### WHAT YOU SHOULD DO
Return, from the listing below, every line that includes "timing".

***** DATA SHOWN

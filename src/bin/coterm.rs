//! Compute co-terming costs for one agreement
//!
//! Line items come from a JSON agreement file or from a stored customer;
//! timing flags override the values in the file.

use anyhow::{Context, Result};
use clap::{ArgGroup, Parser, ValueEnum};
use coterm_calculator::agreement::{AgreementFile, AgreementParams, CustomerStore, DEFAULT_STORE_DIR};
use coterm_calculator::report::{render_text, write_csv, ReportHeader};
use coterm_calculator::{calculate, AgreementContext, BillingModel, LineItem};
use std::io;
use std::path::PathBuf;

#[derive(Debug, Clone, Copy, ValueEnum)]
enum OutputFormat {
    Text,
    Json,
    Csv,
}

#[derive(Parser, Debug)]
#[command(name = "coterm", about = "Co-terming cost calculator", version)]
#[command(group(ArgGroup::new("source").required(true).args(["agreement", "customer"])))]
struct Cli {
    /// JSON agreement file with timing parameters and line items
    #[arg(long)]
    agreement: Option<PathBuf>,

    /// Stored customer whose line items should be costed
    #[arg(long)]
    customer: Option<String>,

    /// Directory of stored customer agreements
    #[arg(long, default_value = DEFAULT_STORE_DIR)]
    store: PathBuf,

    /// Agreement term in months
    #[arg(long)]
    term: Option<f64>,

    /// Months remaining before renewal
    #[arg(long)]
    remaining: Option<f64>,

    /// Extension months added to the remaining term
    #[arg(long)]
    extension: Option<f64>,

    /// Billing model: Monthly, Annual or Prepaid
    #[arg(long)]
    billing: Option<BillingModel>,

    #[arg(long, value_enum, default_value_t = OutputFormat::Text)]
    format: OutputFormat,

    /// Store the line items under this customer name after computing
    #[arg(long)]
    save_as: Option<String>,
}

impl Cli {
    fn apply_overrides(&self, params: &mut AgreementParams) {
        if let Some(term) = self.term {
            params.agreement_term_months = term;
        }
        if let Some(remaining) = self.remaining {
            params.months_remaining = remaining;
        }
        if let Some(extension) = self.extension {
            params.extension_months = extension;
        }
        if let Some(billing) = self.billing {
            params.billing_model = billing.to_string();
        }
    }
}

fn load_inputs(cli: &Cli, store: &CustomerStore) -> Result<(String, AgreementParams, Vec<LineItem>)> {
    if let Some(path) = &cli.agreement {
        let file = AgreementFile::from_path(path)
            .with_context(|| format!("Failed to read agreement file {}", path.display()))?;
        let items = file.line_items()?;
        return Ok((file.customer_name, file.agreement, items));
    }

    let customer = cli.customer.clone().unwrap_or_default();
    let items = store
        .load(&customer)
        .with_context(|| format!("Failed to load stored agreement for {}", customer))?;
    Ok((customer, AgreementParams::default(), items))
}

fn main() -> Result<()> {
    env_logger::init();

    let cli = Cli::parse();
    let store = CustomerStore::new(&cli.store);

    let (customer_name, mut params, items) = load_inputs(&cli, &store)?;
    cli.apply_overrides(&mut params);
    let ctx = AgreementContext::try_from(params).context("Invalid agreement parameters")?;

    let result = calculate(&items, &ctx).context("Invalid line items")?;

    match cli.format {
        OutputFormat::Text => {
            let header = ReportHeader::new(customer_name, &ctx, &result);
            print!("{}", render_text(&header, &result));
        }
        OutputFormat::Json => {
            println!("{}", serde_json::to_string_pretty(&result)?);
        }
        OutputFormat::Csv => {
            write_csv(&result, io::stdout().lock())?;
        }
    }

    if let Some(name) = &cli.save_as {
        let path = store.save(name, &result.line_items())?;
        eprintln!("Saved {} line items to {}", result.rows().len(), path.display());
    }

    Ok(())
}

**********

### EXERCISE SOLUTION
//! timing flags override the values in the file.
    /// JSON agreement file with timing parameters and line items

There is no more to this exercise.